Leukemia does not usually run in families, so in most cases, it is not hereditary. However, people can inherit genetic abnormalities that increase their risk of developing this form of cancer.
In other cases, environmental and lifestyle factors can increase a person's risk of leukemia. Such factors include exposure to toxic chemicals and smoking.
In this article, we will explore the links between leukemia, family history, and genetics. We also discuss the difference between genetic and hereditary leukemia, as well as risk factors and tips for preventing leukemia.
Is leukemia hereditary?
Leukemia is related to DNA, but it is not hereditary.
Leukemia is a genetic disease, though in most cases, it is not hereditary.
Leukemia is a genetic disease because it is related to a person's DNA, which is the material that carries genetic information. DNA determines the development, growth, and function of their bodily cells.
DNA is responsible for determining unchangeable features, such as eye and hair color, but also the continued growth and development of blood, skin, and other bodily cells.
Leukemia develops due to mutations in the DNA of bone marrow cells. It causes abnormal cell development in the blood and bone marrow. Leukemia cells may prevent bone marrow from producing healthy cells.
These mutations do not always run in families. A person can inherit DNA changes from their parents or acquire them during their lifetimes. Leukemia-related DNA mutations usually develop after conception rather than being inherited from a parent's genes.
Sometimes, parents pass along certain genetic mutations or inherited conditions that increase a child's risk of developing leukemia.
Certain factors, such as environment, exposure to chemicals, and lifestyle, contribute to genetic mutations that result in abnormal DNA. However, in most cases, these mutations occur for no known reason.
Familial acute myeloid leukemia is an inherited form of acute myeloid leukemia (AML). People who have familial AML may have altered CEBPA genes.
Leukemia: What you need to know
This article provides an overview of leukemia, including its types, symptoms, and treatments.
Risk factors for leukemia
A risk factor is an element that increases a person's risk of developing a disease. Risk factors can come from a person's genetic makeup, environment, or lifestyle.
Having one or more risk factors does not necessarily mean that a person will develop a disease.
Risk factors that increase a person's chances of developing leukemia include:
Leukemia is a genetic disease that changes in a person's genes cause. People can inherit genetic risk factors, or a person's genes can change because of environmental triggers.
Mutations of the Philadelphia chromosome transform stem cells into white blood cells. This genetic mutation does not run in families, but it may increase the risk of chronic myeloid leukemia.
The authors of a 2019 study found that certain gene mutations, specifically FLT3-ITD and NRASmutations, frequently appear in people who have AML-M5, a type of AML that forms in immature white blood cells.
Having a first-degree relative, such as a parent or sibling, with leukemia can increase the risk of developing chronic lymphocytic leukemia (CLL).
According to the Centers for Disease Control and Prevention (CDC), a form of leukemia called acute lymphocytic leukemia (ALL) affects children and teenagers more often than it does adults.

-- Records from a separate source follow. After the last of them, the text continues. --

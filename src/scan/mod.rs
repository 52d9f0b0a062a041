// src/scan/mod.rs
// =============================================================================
// This module wires the scan pipeline together:
//
//   documents -> extract -> classify -> (local | remote checks) -> ResultSet
//
// Submodules:
// - files: Discovers the documents to scan
// - extract: Pulls raw link URLs out of document text
// - classify: Decides local / remote / mailto / anchor / excluded
//
// The ResultSet is owned here and fed through a single loop - check tasks
// return values, they never write shared state. That's what makes the
// concurrent remote mode safe without any locking.
// =============================================================================

pub mod classify;
pub mod extract;
pub mod files;

use anyhow::{Context, Result};
use std::fs;
use std::path::PathBuf;
use tracing::info;

use crate::checker;
use crate::checker::remote::RemoteConfig;
use crate::report::{CheckOutcome, CheckStatus, ResultSet};
use classify::{Filters, LinkKind};

// One link found in one document
//
// The kind is assigned exactly once by the classifier and never changes.
#[derive(Debug, Clone)]
pub struct Link {
    /// The raw URL text, exactly as written in the document
    pub url: String,
    /// The document the link was found in
    pub source: PathBuf,
    pub kind: LinkKind,
}

// Everything one scan run needs to know
#[derive(Debug, Clone)]
pub struct ScanConfig {
    /// Root of the documentation tree (or a single document)
    pub root: PathBuf,
    /// Document extension, e.g. ".md"
    pub ext: String,
    pub recurse: bool,
    /// Only URLs under this domain count as remote
    pub domain: Option<String>,
    /// Regexes of links to skip
    pub exclude: Vec<String>,
    /// Skip remote checking entirely
    pub local_only: bool,
    pub remote: RemoteConfig,
}

// Runs one full scan and returns the finalized result set
pub async fn run(config: &ScanConfig) -> Result<ResultSet> {
    let filters = Filters::new(config.domain.as_deref(), &config.exclude)?;
    let documents = files::discover(&config.root, &config.ext, config.recurse)?;

    let mut results = ResultSet::new();
    let mut local_links = Vec::new();
    let mut remote_links = Vec::new();

    for path in documents {
        // Invalid UTF-8 is replaced, not fatal - one odd file must not
        // abort the scan
        let bytes = fs::read(&path).with_context(|| format!("cannot read {}", path.display()))?;
        let text = String::from_utf8_lossy(&bytes);
        results.files_checked += 1;

        for url in extract::extract_links(&text) {
            let kind = filters.classify(&url);
            let link = Link {
                url,
                source: path.clone(),
                kind,
            };
            match kind {
                // Mail links and same-page anchors are never checked and
                // never counted
                LinkKind::Mailto | LinkKind::PureAnchor => {}
                LinkKind::Excluded => {
                    results.record(CheckOutcome::new(link, CheckStatus::Ignored));
                }
                LinkKind::Remote => remote_links.push(link),
                LinkKind::Local => local_links.push(link),
            }
        }
    }

    info!(
        "extracted {} local and {} remote links from {} files",
        local_links.len(),
        remote_links.len(),
        results.files_checked
    );

    // Local resolution: synchronous, filesystem only
    for link in &local_links {
        results.total += 1;
        results.local += 1;
        if let Some(outcome) = checker::check_local_link(link, &config.ext) {
            results.record(outcome);
        }
    }

    // Remote checking: once, over the full set. Under --local-only remote
    // links are not checked and not counted.
    if !config.local_only {
        results.total += remote_links.len();
        results.remote += remote_links.len();

        let mut outcomes = checker::check_remote_links(remote_links, &config.remote).await?;

        // Concurrent completion order is nondeterministic; sort so every
        // mode renders the same summary for the same findings
        outcomes.sort_by(|a, b| {
            (&a.link.source, &a.link.url).cmp(&(&b.link.source, &b.link.url))
        });
        for outcome in outcomes {
            results.record(outcome);
        }
    }

    Ok(results)
}

#[cfg(test)]
mod tests {
    use super::*;
    use crate::checker::CheckMode;
    use std::path::Path;
    use tempfile::TempDir;

    fn write(path: &Path, content: &str) {
        fs::create_dir_all(path.parent().unwrap()).unwrap();
        fs::write(path, content).unwrap();
    }

    fn local_only_config(root: &Path) -> ScanConfig {
        ScanConfig {
            root: root.to_path_buf(),
            ext: ".md".to_string(),
            recurse: true,
            domain: None,
            exclude: vec![r"skip\.example".to_string()],
            local_only: true,
            remote: RemoteConfig {
                mode: CheckMode::Sequential,
                ..RemoteConfig::default()
            },
        }
    }

    fn sample_tree() -> TempDir {
        let dir = TempDir::new().unwrap();
        write(
            &dir.path().join("docs/index.md"),
            "[ok](other)\n\
             [gone](missing)\n\
             [img](pic.png)\n\
             [empty]()\n\
             [mail](mailto:a@b.c)\n\
             [anchor](#top)\n\
             [skipped](http://skip.example.com/x)\n",
        );
        write(&dir.path().join("docs/other.md"), "nothing here");
        dir
    }

    #[tokio::test]
    async fn test_local_only_scan_counts() {
        let dir = sample_tree();
        let results = run(&local_only_config(&dir.path().join("docs"))).await.unwrap();

        assert_eq!(results.files_checked, 2);
        // ok, gone, pic.png, empty - mailto/anchor dropped, skipped excluded
        assert_eq!(results.local, 4);
        assert_eq!(results.total, 4);
        assert_eq!(results.remote, 0);
        assert_eq!(results.empty, 1);
        assert_eq!(results.skipped, 1);
        // "gone" and the missing image
        assert_eq!(results.broken, 2);
        assert!(results.failed());
    }

    #[tokio::test]
    async fn test_scan_is_idempotent() {
        let dir = sample_tree();
        let config = local_only_config(&dir.path().join("docs"));

        let first = run(&config).await.unwrap();
        let second = run(&config).await.unwrap();

        // Identical counts AND identical problem lists, byte for byte
        assert_eq!(
            serde_json::to_string(&first).unwrap(),
            serde_json::to_string(&second).unwrap()
        );
    }

    #[tokio::test]
    async fn test_clean_tree_passes() {
        let dir = TempDir::new().unwrap();
        write(&dir.path().join("docs/index.md"), "[fine](other)");
        write(&dir.path().join("docs/other.md"), "");

        let results = run(&local_only_config(&dir.path().join("docs"))).await.unwrap();
        assert_eq!(results.broken, 0);
        assert!(!results.failed());
        assert!(results.problems.is_empty());
    }

    #[tokio::test]
    async fn test_problem_entries_carry_the_source_document() {
        let dir = sample_tree();
        let results = run(&local_only_config(&dir.path().join("docs"))).await.unwrap();

        let index_doc = results
            .problems
            .keys()
            .find(|p| p.ends_with("index.md"))
            .expect("index.md should have problems");
        let urls: Vec<&str> = results.problems[index_doc]
            .iter()
            .map(|p| p.url.as_str())
            .collect();
        assert!(urls.contains(&"missing"));
        assert!(urls.contains(&"pic.png"));
    }
}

The risk of CLL and ALL increases with age. The American Cancer Society (ACS) estimates that 9 out of 10 of people who have CLL are 50 or older.
Males are slightly more likely to get CLL than females. ALL also occurs more often in males than in females.
CDC data suggest that leukemia occurs most often in white people, followed by Hispanic and black people.
Other inherited genetic disorders
The ACS state that the following inherited genetic syndromes may increase the risk of ALL:
• Down syndrome
• Bloom syndrome
• Klinefelter syndrome
• Li-Fraumeni syndrome
• Fanconi anemia
Exposure to toxic substances, such as industrial chemicals and radiation, can increase the risk of leukemia. People may encounter radiation during imaging tests such as MRI scans, X-rays, and CT scans.
Receiving chemotherapy treatments may also increase the risk of developing leukemia.
Exposure to chemicals such as benzene, gasoline, and cigarette smoke may put people at higher risk of leukemia.
Benzene is a chemical present in many products, from glue and cleaning supplies to detergents and dyes. According to the CDC, benzene is in the top 20 most produced chemicals in the United States.
Quitting smoking might reduce a person's risk of developing leukemia.
Although people have no control over certain risk factors, such as age and biological sex, they can lower their risk of leukemia by making lifestyle changes such as:
- learning one's risk and family history
- quitting smoking or not starting smoking
- avoiding contact with benzene, formaldehyde, and other toxic chemicals
- maintaining healthy body weight by getting regular exercise and eating a healthful diet
Leukemia causes abnormal cell development in the blood and bone marrow. Although leukemia itself does not usually run in families, people can inherit genetic abnormalities that increase their risk of developing this form of cancer.
Environmental and lifestyle factors, such as exposure to toxic chemicals and smoking, can raise a person's risk of leukemia.
People can take steps to lower their risk by understanding their family history and making healthy life choices.